Latest revision as of 20:13, 9 September 2020

Problem 8

A dessert chef prepares the dessert for every day of a week starting with Sunday. The dessert each day is either cake, pie, ice cream, or pudding. The same dessert may not be served two days in a row. There must be cake on Friday because of a birthday. How many different dessert menus for the week are possible?

$\textbf{(A)}\ 729\qquad\textbf{(B)}\ 972\qquad\textbf{(C)}\ 1024\qquad\textbf{(D)}\ 2187\qquad\textbf{(E)}\ 2304$

Solution

We can count the number of possible foods for each day and then multiply to enumerate the number of combinations.

On Friday, we have one possibility: cake.

On Saturday, we have three possibilities: pie, ice cream, or pudding. This is the end of the week.

On Thursday, we have three possibilities: pie, ice cream, or pudding. We can't have cake because we have to have cake the following day, which is the Friday with the birthday party.

On Wednesday, we have three possibilities: cake, plus the two things that were not eaten on Thursday.

Similarly, on Tuesday, we have three possibilities: the three things that were not eaten on Wednesday.

Likewise on Monday: three possibilities, the three things that were not eaten on Tuesday.

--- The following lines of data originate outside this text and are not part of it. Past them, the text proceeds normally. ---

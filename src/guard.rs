//! Request-time access control for every page navigation.
//!
//! The guard reads the session cookies, classifies the visitor's role and walks a
//! fixed sequence of rules. The first rule that fires decides the outcome, so the
//! order of the checks in [`GuardPolicy::evaluate`] is part of the contract.

use axum::{
    extract::{Request, State},
    http::Uri,
    middleware::Next,
    response::{IntoResponse, Redirect, Response},
};

use crate::auth::{RoleClass, SessionCookies};

/// RouteRule
///
/// Restricts every path starting with `prefix` to visitors of class `role`.
#[derive(Debug, Clone, Copy, PartialEq)]
pub struct RouteRule {
    pub prefix: &'static str,
    pub role: RoleClass,
}

/// Paths reachable without a session (exact match, or followed by `/`).
pub const PUBLIC_PATHS: &[&str] = &["/auth/login", "/auth/register", "/"];

/// Role-restricted areas, in evaluation order. The first matching prefix wins.
pub const ROUTE_RULES: &[RouteRule] = &[
    RouteRule { prefix: "/dashboard/admin", role: RoleClass::Admin },
    RouteRule { prefix: "/admin", role: RoleClass::Admin },
    RouteRule { prefix: "/dashboard/student", role: RoleClass::Student },
];

/// Asset prefixes let through regardless of session state.
pub const ASSET_PREFIXES: &[&str] = &["/_next", "/icons", "/images", "/favicon"];

/// Path segments (after the leading `/`) the guard is never invoked for.
pub const EXCLUDED_PREFIXES: &[&str] = &["api", "_next/static", "_next/image", "favicon.ico"];

const AUTH_PAGES: &[&str] = &["/auth/login", "/auth/register"];
const LOGIN_PATH: &str = "/auth/login";
const FALLBACK_DASHBOARD: &str = "/dashboard";

/// GuardDecision
///
/// The only two outcomes of a guard evaluation.
#[derive(Debug, Clone, PartialEq, Eq)]
pub enum GuardDecision {
    /// Let the router handle the request.
    Continue,
    /// Send the visitor to `path`. `next` is set only by the no-session redirect and
    /// carries the originally requested path for post-login return.
    Redirect { path: String, next: Option<String> },
}

impl GuardDecision {
    fn to(path: &str) -> Self {
        GuardDecision::Redirect {
            path: path.to_string(),
            next: None,
        }
    }
}

/// GuardPolicy
///
/// The immutable tables the guard consults. [`GuardPolicy::default`] carries the
/// production tables; other policies exist only to exercise the evaluation order.
#[derive(Debug, Clone, Copy)]
pub struct GuardPolicy {
    pub public_paths: &'static [&'static str],
    pub route_rules: &'static [RouteRule],
    pub asset_prefixes: &'static [&'static str],
}

impl Default for GuardPolicy {
    fn default() -> Self {
        Self {
            public_paths: PUBLIC_PATHS,
            route_rules: ROUTE_RULES,
            asset_prefixes: ASSET_PREFIXES,
        }
    }
}

impl GuardPolicy {
    /// evaluate
    ///
    /// Decides what to do with a navigation to `path`. Each numbered step is terminal
    /// when it fires.
    pub fn evaluate(&self, path: &str, cookies: &SessionCookies) -> GuardDecision {
        // 1-2. Inputs and role classification.
        let has_session = cookies.has_session();
        let role = cookies.role();

        // 3. Signed-in visitors never see the login/register forms.
        if has_session && AUTH_PAGES.contains(&path) {
            return GuardDecision::to(role.home_dashboard());
        }

        // 4. Nor the anonymous landing page.
        if has_session && path == "/" {
            return GuardDecision::to(role.home_dashboard());
        }

        // 5. Assets and public pages, with or without a session.
        if self.is_asset(path) || self.is_public(path) {
            return GuardDecision::Continue;
        }

        // 6. Everything else needs a session.
        if !has_session {
            return GuardDecision::Redirect {
                path: LOGIN_PATH.to_string(),
                next: Some(path.to_string()),
            };
        }

        // 7. First matching rule only, not the most specific one.
        if let Some(rule) = self.first_rule(path) {
            if !role.satisfies(rule.role) {
                return GuardDecision::to(FALLBACK_DASHBOARD);
            }
        }

        // 8. No rule applies, or the visitor meets it.
        GuardDecision::Continue
    }

    pub fn first_rule(&self, path: &str) -> Option<&RouteRule> {
        self.route_rules.iter().find(|rule| path.starts_with(rule.prefix))
    }

    fn is_asset(&self, path: &str) -> bool {
        self.asset_prefixes.iter().any(|prefix| path.starts_with(prefix))
    }

    fn is_public(&self, path: &str) -> bool {
        self.public_paths.iter().any(|public| {
            path == *public
                || path
                    .strip_prefix(public)
                    .is_some_and(|rest| rest.starts_with('/'))
        })
    }
}

/// is_excluded
///
/// Paths the guard is not mounted on at all: the API, framework build output and the
/// favicon. Matching is by prefix of the path with its leading slash removed, so
/// `/apidocs` is excluded as well.
pub fn is_excluded(path: &str) -> bool {
    let rest = path.strip_prefix('/').unwrap_or(path);
    EXCLUDED_PREFIXES.iter().any(|prefix| rest.starts_with(prefix))
}

/// redirect_location
///
/// Builds the `Location` for a redirect decision. The original query string is kept;
/// when `next` is given it replaces any existing `next` parameter.
pub fn redirect_location(uri: &Uri, path: &str, next: Option<&str>) -> String {
    let mut pairs: Vec<String> = uri
        .query()
        .map(|q| {
            q.split('&')
                .filter(|pair| !pair.is_empty())
                .filter(|pair| next.is_none() || pair.split('=').next() != Some("next"))
                .map(str::to_string)
                .collect()
        })
        .unwrap_or_default();

    if let Some(next) = next {
        pairs.push(format!("next={}", urlencoding::encode(next)));
    }

    if pairs.is_empty() {
        path.to_string()
    } else {
        format!("{}?{}", path, pairs.join("&"))
    }
}

/// access_guard
///
/// Axum middleware mounting [`GuardPolicy::evaluate`] in front of the router.
/// Redirects are issued as 307 Temporary Redirect.
pub async fn access_guard(
    State(policy): State<GuardPolicy>,
    request: Request,
    next: Next,
) -> Response {
    let path = request.uri().path();
    if is_excluded(path) {
        return next.run(request).await;
    }

    let cookies = SessionCookies::from_headers(request.headers());
    match policy.evaluate(path, &cookies) {
        GuardDecision::Continue => next.run(request).await,
        GuardDecision::Redirect { path: target, next: return_to } => {
            let location = redirect_location(request.uri(), &target, return_to.as_deref());
            tracing::debug!(
                from = %request.uri().path(),
                to = %location,
                role = ?cookies.role(),
                "access guard redirect"
            );
            Redirect::temporary(&location).into_response()
        }
    }
}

On Sunday, it is tempting to think there are four possibilities, but remember that cake must be served on Friday. This serves to limit the number of foods we can eat on Sunday, with the result being that there are three possibilities: The three things that were not eaten on Monday.

So the number of menus is $3 \cdot 3 \cdot 3 \cdot 3 \cdot 3 \cdot 1 \cdot 3 = 729.$ The answer is $\boxed{A}$.

Solution 2

We can perform casework as an understandable means of getting the answer. We can organize our counting based on the food that was served on Wednesday, because whether cake is or is not served on Wednesday seems to significantly affect the number of ways the chef can make said foods for that week.

Case 1: Cake is served on Wednesday. Here, we have three choices for food on Thursday and Saturday since cake must be served on Friday, and none of these choices are cake, which was served Wednesday. Likewise, we have three choices (pie, ice cream, and pudding) for the food served on Tuesday and thus three choices for those served on Monday and Sunday, with these three choices being whatever was not served on Tuesday and Monday, respectively. Hence, for this case, there are $3 \cdot 3 \cdot 3 \cdot 3 \cdot 3 = 243$ possibilities.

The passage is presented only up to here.